What you have to do:
With no line left out, restate the data word for word.

Source records:
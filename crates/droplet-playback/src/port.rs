// SPDX-License-Identifier: Apache-2.0
// © James Ross Ω FLYING•ROBOTS <https://github.com/flyingrobots>
//! Ports consumed by the playback engine.
//!
//! The engine owns no timers and no sockets. Renderers implement
//! [`AnimationDriver`]; transports implement [`FrameFetcher`]. Both report
//! back asynchronously through the host, which calls
//! [`PlaybackEngine::on_complete`](crate::PlaybackEngine::on_complete) and
//! [`PlaybackEngine::on_frame_fetched`](crate::PlaybackEngine::on_frame_fetched).

use core::time::Duration;

use droplet_model::DropletId;
use thiserror::Error;

use crate::tracker::Transition;

/// One indivisible unit of animation work: a single frame-to-frame step.
#[derive(Clone, Debug, PartialEq)]
pub struct AnimationBatch {
    /// Monotonic batch counter for this engine.
    pub epoch: u64,
    /// Frame shown before the step.
    pub from_frame: usize,
    /// Frame shown once the batch completes.
    pub to_frame: usize,
    /// Droplets to move, create or revive.
    pub transitions: Vec<Transition>,
    /// Droplets that disappear at this step.
    pub hidden: Vec<DropletId>,
    /// Suggested wall-clock length of the batch.
    ///
    /// Shrinks as more steps are queued so fast scrubbing compresses time
    /// instead of queuing long real-time playback.
    pub duration_hint: Duration,
}

/// Renderer contract. Drawing, easing and timing are the implementor's concern.
///
/// The engine issues at most one [`animate`](Self::animate) call at a time and
/// waits for `on_complete` before issuing the next.
pub trait AnimationDriver {
    /// Show droplets at their targets immediately (initial frame).
    fn place(&mut self, transitions: &[Transition]);

    /// Start animating a batch. The host must call `on_complete` exactly once
    /// after every transition in the batch has finished.
    fn animate(&mut self, batch: AnimationBatch);

    /// Hide droplets whose deferred removal completed.
    ///
    /// Removals are deferred only while a droplet is still referenced by an
    /// unfinished batch. The engine settles each batch before it reconciles
    /// the next, so with one batch in flight every removal lands in
    /// [`AnimationBatch::hidden`] and the engine never reaches this call.
    fn hide(&mut self, ids: &[DropletId]) {
        let _ = ids;
    }
}

/// Transport contract for retrieving frames.
///
/// The engine requests index `n` only once the store holds exactly `n` frames,
/// and never has more than one request outstanding.
pub trait FrameFetcher {
    /// Start fetching frame `index`. The result is delivered through
    /// `on_frame_fetched`.
    fn request_frame(&mut self, index: usize);
}

/// Reasons a frame could not be fetched. Any of them closes the timeline.
#[derive(Debug, Clone, PartialEq, Eq, Error)]
pub enum FetchError {
    /// The connection to the source failed.
    #[error("transport error: {0}")]
    Transport(String),
    /// The source answered with an error.
    #[error("source rejected request ({code}): {message}")]
    Rejected {
        /// Error code reported by the source.
        code: i64,
        /// Error message reported by the source.
        message: String,
    },
    /// The response could not be decoded.
    #[error("malformed response: {0}")]
    Malformed(String),
    /// The source has nothing more to deliver.
    #[error("source closed")]
    Closed,
}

Completed exercise:
filename crates/droplet-playback/src/port.rs
// SPDX-License-Identifier: Apache-2.0
// © James Ross Ω FLYING•ROBOTS <https://github.com/flyingrobots>
//! Ports consumed by the playback engine.
//!
//! The engine owns no timers and no sockets. Renderers implement
//! [`AnimationDriver`]; transports implement [`FrameFetcher`]. Both report
//! back asynchronously through the host, which calls
//! [`PlaybackEngine::on_complete`](crate::PlaybackEngine::on_complete) and
//! [`PlaybackEngine::on_frame_fetched`](crate::PlaybackEngine::on_frame_fetched).

use core::time::Duration;

use droplet_model::DropletId;
use thiserror::Error;

use crate::tracker::Transition;

/// One indivisible unit of animation work: a single frame-to-frame step.
#[derive(Clone, Debug, PartialEq)]
pub struct AnimationBatch {
    /// Monotonic batch counter for this engine.
    pub epoch: u64,
    /// Frame shown before the step.
    pub from_frame: usize,
    /// Frame shown once the batch completes.
    pub to_frame: usize,
    /// Droplets to move, create or revive.
    pub transitions: Vec<Transition>,
    /// Droplets that disappear at this step.
    pub hidden: Vec<DropletId>,
    /// Suggested wall-clock length of the batch.
    ///
    /// Shrinks as more steps are queued so fast scrubbing compresses time
    /// instead of queuing long real-time playback.
    pub duration_hint: Duration,
}

/// Renderer contract. Drawing, easing and timing are the implementor's concern.
///
/// The engine issues at most one [`animate`](Self::animate) call at a time and
/// waits for `on_complete` before issuing the next.
pub trait AnimationDriver {
    /// Show droplets at their targets immediately (initial frame).
    fn place(&mut self, transitions: &[Transition]);

    /// Start animating a batch. The host must call `on_complete` exactly once
    /// after every transition in the batch has finished.
    fn animate(&mut self, batch: AnimationBatch);

    /// Hide droplets whose deferred removal completed.
    ///
    /// Removals are deferred only while a droplet is still referenced by an
    /// unfinished batch. The engine settles each batch before it reconciles
    /// the next, so with one batch in flight every removal lands in
    /// [`AnimationBatch::hidden`] and the engine never reaches this call.
    fn hide(&mut self, ids: &[DropletId]) {
        let _ = ids;
    }
}

/// Transport contract for retrieving frames.
///
/// The engine requests index `n` only once the store holds exactly `n` frames,
/// and never has more than one request outstanding.
pub trait FrameFetcher {
    /// Start fetching frame `index`. The result is delivered through
    /// `on_frame_fetched`.
    fn request_frame(&mut self, index: usize);
}

/// Reasons a frame could not be fetched. Any of them closes the timeline.
#[derive(Debug, Clone, PartialEq, Eq, Error)]
pub enum FetchError {
    /// The connection to the source failed.
    #[error("transport error: {0}")]
    Transport(String),
    /// The source answered with an error.
    #[error("source rejected request ({code}): {message}")]
    Rejected {
        /// Error code reported by the source.
        code: i64,
        /// Error message reported by the source.
        message: String,
    },
    /// The response could not be decoded.
    #[error("malformed response: {0}")]
    Malformed(String),
    /// The source has nothing more to deliver.
    #[error("source closed")]
    Closed,
}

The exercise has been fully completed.